▶ Task brief
Check each line of the listing for the string "modification", then state how many lines have it. Only the number is wanted.

▶ Records for processing
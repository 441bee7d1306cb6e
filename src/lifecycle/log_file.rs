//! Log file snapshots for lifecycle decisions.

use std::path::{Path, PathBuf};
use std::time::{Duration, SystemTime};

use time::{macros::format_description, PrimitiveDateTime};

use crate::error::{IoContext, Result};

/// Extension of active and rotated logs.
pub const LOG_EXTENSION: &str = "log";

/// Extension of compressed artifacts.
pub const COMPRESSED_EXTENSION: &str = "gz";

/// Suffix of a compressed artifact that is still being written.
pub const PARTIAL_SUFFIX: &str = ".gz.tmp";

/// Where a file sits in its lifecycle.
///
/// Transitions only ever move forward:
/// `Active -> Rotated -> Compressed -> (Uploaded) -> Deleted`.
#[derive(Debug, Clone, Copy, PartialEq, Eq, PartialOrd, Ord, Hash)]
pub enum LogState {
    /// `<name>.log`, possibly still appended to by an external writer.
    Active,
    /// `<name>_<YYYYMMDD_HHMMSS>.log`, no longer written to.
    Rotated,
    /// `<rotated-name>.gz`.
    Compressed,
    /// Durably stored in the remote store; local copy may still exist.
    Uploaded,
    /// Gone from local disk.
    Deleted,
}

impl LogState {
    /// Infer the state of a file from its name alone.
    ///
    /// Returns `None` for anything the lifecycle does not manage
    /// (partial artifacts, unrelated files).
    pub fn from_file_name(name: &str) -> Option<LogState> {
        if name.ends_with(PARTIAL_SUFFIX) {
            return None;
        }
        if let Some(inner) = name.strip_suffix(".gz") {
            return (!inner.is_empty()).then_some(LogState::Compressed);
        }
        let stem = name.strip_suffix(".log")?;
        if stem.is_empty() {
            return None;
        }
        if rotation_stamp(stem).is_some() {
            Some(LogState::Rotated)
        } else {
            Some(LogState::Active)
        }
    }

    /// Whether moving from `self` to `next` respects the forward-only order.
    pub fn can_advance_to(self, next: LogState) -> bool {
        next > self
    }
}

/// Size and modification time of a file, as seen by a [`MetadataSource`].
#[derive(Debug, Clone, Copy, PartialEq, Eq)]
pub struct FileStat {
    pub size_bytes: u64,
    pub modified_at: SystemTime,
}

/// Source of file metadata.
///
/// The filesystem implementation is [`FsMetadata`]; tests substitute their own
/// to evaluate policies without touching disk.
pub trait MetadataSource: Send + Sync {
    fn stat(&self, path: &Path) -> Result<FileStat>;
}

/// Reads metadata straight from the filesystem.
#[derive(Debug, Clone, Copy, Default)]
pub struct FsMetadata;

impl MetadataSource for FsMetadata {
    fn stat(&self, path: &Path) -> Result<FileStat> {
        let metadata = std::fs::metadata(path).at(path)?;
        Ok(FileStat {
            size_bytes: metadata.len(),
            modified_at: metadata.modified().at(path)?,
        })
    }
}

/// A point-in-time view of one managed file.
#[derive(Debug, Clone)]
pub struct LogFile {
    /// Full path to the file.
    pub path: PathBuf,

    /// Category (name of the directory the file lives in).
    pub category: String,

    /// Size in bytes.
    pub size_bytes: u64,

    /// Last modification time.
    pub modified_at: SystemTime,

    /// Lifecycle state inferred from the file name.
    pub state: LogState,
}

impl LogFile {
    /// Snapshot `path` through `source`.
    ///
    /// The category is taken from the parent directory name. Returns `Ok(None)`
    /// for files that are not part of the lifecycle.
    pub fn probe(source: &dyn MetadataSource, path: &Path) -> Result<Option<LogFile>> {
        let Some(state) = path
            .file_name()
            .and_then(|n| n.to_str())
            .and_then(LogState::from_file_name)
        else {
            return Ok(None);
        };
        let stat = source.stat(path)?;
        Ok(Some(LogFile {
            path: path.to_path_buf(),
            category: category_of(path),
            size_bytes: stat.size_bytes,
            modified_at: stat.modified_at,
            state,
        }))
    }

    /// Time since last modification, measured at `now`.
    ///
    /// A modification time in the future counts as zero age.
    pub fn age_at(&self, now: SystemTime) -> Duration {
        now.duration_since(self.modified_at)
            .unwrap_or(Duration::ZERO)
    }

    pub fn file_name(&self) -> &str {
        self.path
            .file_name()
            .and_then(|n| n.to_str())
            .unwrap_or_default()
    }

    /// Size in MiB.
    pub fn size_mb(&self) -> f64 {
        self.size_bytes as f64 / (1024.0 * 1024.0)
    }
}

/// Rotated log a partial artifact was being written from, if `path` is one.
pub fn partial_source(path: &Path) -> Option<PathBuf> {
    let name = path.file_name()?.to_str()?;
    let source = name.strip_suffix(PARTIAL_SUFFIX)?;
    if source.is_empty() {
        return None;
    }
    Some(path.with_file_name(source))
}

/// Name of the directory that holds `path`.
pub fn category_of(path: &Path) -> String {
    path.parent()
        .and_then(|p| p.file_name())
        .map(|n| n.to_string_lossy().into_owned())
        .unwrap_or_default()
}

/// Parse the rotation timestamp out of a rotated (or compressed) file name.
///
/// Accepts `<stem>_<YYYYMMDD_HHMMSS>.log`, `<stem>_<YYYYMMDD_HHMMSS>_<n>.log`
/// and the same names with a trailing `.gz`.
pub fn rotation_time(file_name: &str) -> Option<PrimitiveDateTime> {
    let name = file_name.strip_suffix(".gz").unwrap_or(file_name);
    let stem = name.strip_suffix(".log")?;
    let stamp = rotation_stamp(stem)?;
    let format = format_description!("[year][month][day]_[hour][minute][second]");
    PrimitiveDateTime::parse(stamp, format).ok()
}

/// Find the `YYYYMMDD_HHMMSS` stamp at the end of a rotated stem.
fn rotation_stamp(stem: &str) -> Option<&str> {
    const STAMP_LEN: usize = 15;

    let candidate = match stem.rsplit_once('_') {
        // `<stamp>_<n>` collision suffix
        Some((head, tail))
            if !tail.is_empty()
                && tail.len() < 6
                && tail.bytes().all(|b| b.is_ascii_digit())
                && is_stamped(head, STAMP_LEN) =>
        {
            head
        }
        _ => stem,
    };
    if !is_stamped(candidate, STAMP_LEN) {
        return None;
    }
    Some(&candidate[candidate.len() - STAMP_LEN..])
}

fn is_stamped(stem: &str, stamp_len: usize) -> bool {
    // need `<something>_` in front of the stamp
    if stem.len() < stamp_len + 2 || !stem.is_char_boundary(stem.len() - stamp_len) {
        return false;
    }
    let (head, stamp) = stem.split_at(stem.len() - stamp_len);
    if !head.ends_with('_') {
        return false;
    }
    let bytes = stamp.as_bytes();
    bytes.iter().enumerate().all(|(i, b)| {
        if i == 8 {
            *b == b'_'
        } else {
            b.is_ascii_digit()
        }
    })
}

▶ Solution to this exercise
4